### [Your task]
Search each line of the data for the word "String"; copy every line where it is found.

--- Supplied information Enclosed Below ---

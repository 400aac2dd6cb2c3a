use crate::FixtureEntry;
use crate::FixtureRoot;
use crate::FixtureRootError;
use crate::TextFileError;
use indexmap::IndexMap;
use std::path::PathBuf;

#[derive(Clone, Debug)]
enum InMemoryEntry {
    Dir,
    File(String),
    Unreadable,
}

/// A fixture root whose files live in memory.
///
/// Entries are listed in insertion order. Useful for exercising fixture
/// loading without touching a filesystem.
#[derive(Clone, Debug)]
pub struct InMemoryFixtureRoot {
    name: String,
    entries: Option<IndexMap<PathBuf, InMemoryEntry>>,
}

impl InMemoryFixtureRoot {
    pub fn new(name: impl Into<String>) -> Self {
        Self {
            name: name.into(),
            entries: Some(IndexMap::new()),
        }
    }

    /// A root that reports itself as not existing when listed.
    pub fn missing(name: impl Into<String>) -> Self {
        Self {
            name: name.into(),
            entries: None,
        }
    }

    pub fn with_file(
        mut self,
        file_name: impl Into<PathBuf>,
        content: impl Into<String>,
    ) -> Self {
        self.insert(file_name.into(), InMemoryEntry::File(content.into()));
        self
    }

    pub fn with_dir(mut self, dir_name: impl Into<PathBuf>) -> Self {
        self.insert(dir_name.into(), InMemoryEntry::Dir);
        self
    }

    /// Adds a file that is listed but fails with an I/O error when read.
    pub fn with_unreadable_file(mut self, file_name: impl Into<PathBuf>) -> Self {
        self.insert(file_name.into(), InMemoryEntry::Unreadable);
        self
    }

    fn insert(&mut self, name: PathBuf, entry: InMemoryEntry) {
        self.entries
            .get_or_insert_with(IndexMap::new)
            .insert(PathBuf::from(&self.name).join(name), entry);
    }
}

impl FixtureRoot for InMemoryFixtureRoot {
    fn location(&self) -> String {
        format!("memory:{}", self.name)
    }

    fn list_entries(&self) -> Result<Vec<FixtureEntry>, FixtureRootError> {
        let Some(entries) = &self.entries else {
            return Err(FixtureRootError::NotFound(PathBuf::from(&self.name)));
        };

        Ok(entries.iter()
            .map(|(path, entry)| match entry {
                InMemoryEntry::Dir => FixtureEntry::dir(path.clone()),
                InMemoryEntry::File(_) | InMemoryEntry::Unreadable =>
                    FixtureEntry::file(path.clone()),
            })
            .collect())
    }

    fn read_entry(&self, entry: &FixtureEntry) -> Result<String, TextFileError> {
        let path = entry.path().to_path_buf();
        match self.entries.as_ref().and_then(|entries| entries.get(&path)) {
            Some(InMemoryEntry::File(content)) => Ok(content.clone()),
            Some(InMemoryEntry::Unreadable) => Err(TextFileError::Io {
                path,
                err: std::io::Error::from(std::io::ErrorKind::PermissionDenied),
            }),
            Some(InMemoryEntry::Dir) | None => Err(TextFileError::NotAFile(path)),
        }
    }
}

--- End of Enclosed Supplied information ---

### [Solution to this problem]
    File(String),
    name: String,
    pub fn new(name: impl Into<String>) -> Self {
    pub fn missing(name: impl Into<String>) -> Self {
        content: impl Into<String>,
    fn location(&self) -> String {
    fn read_entry(&self, entry: &FixtureEntry) -> Result<String, TextFileError> {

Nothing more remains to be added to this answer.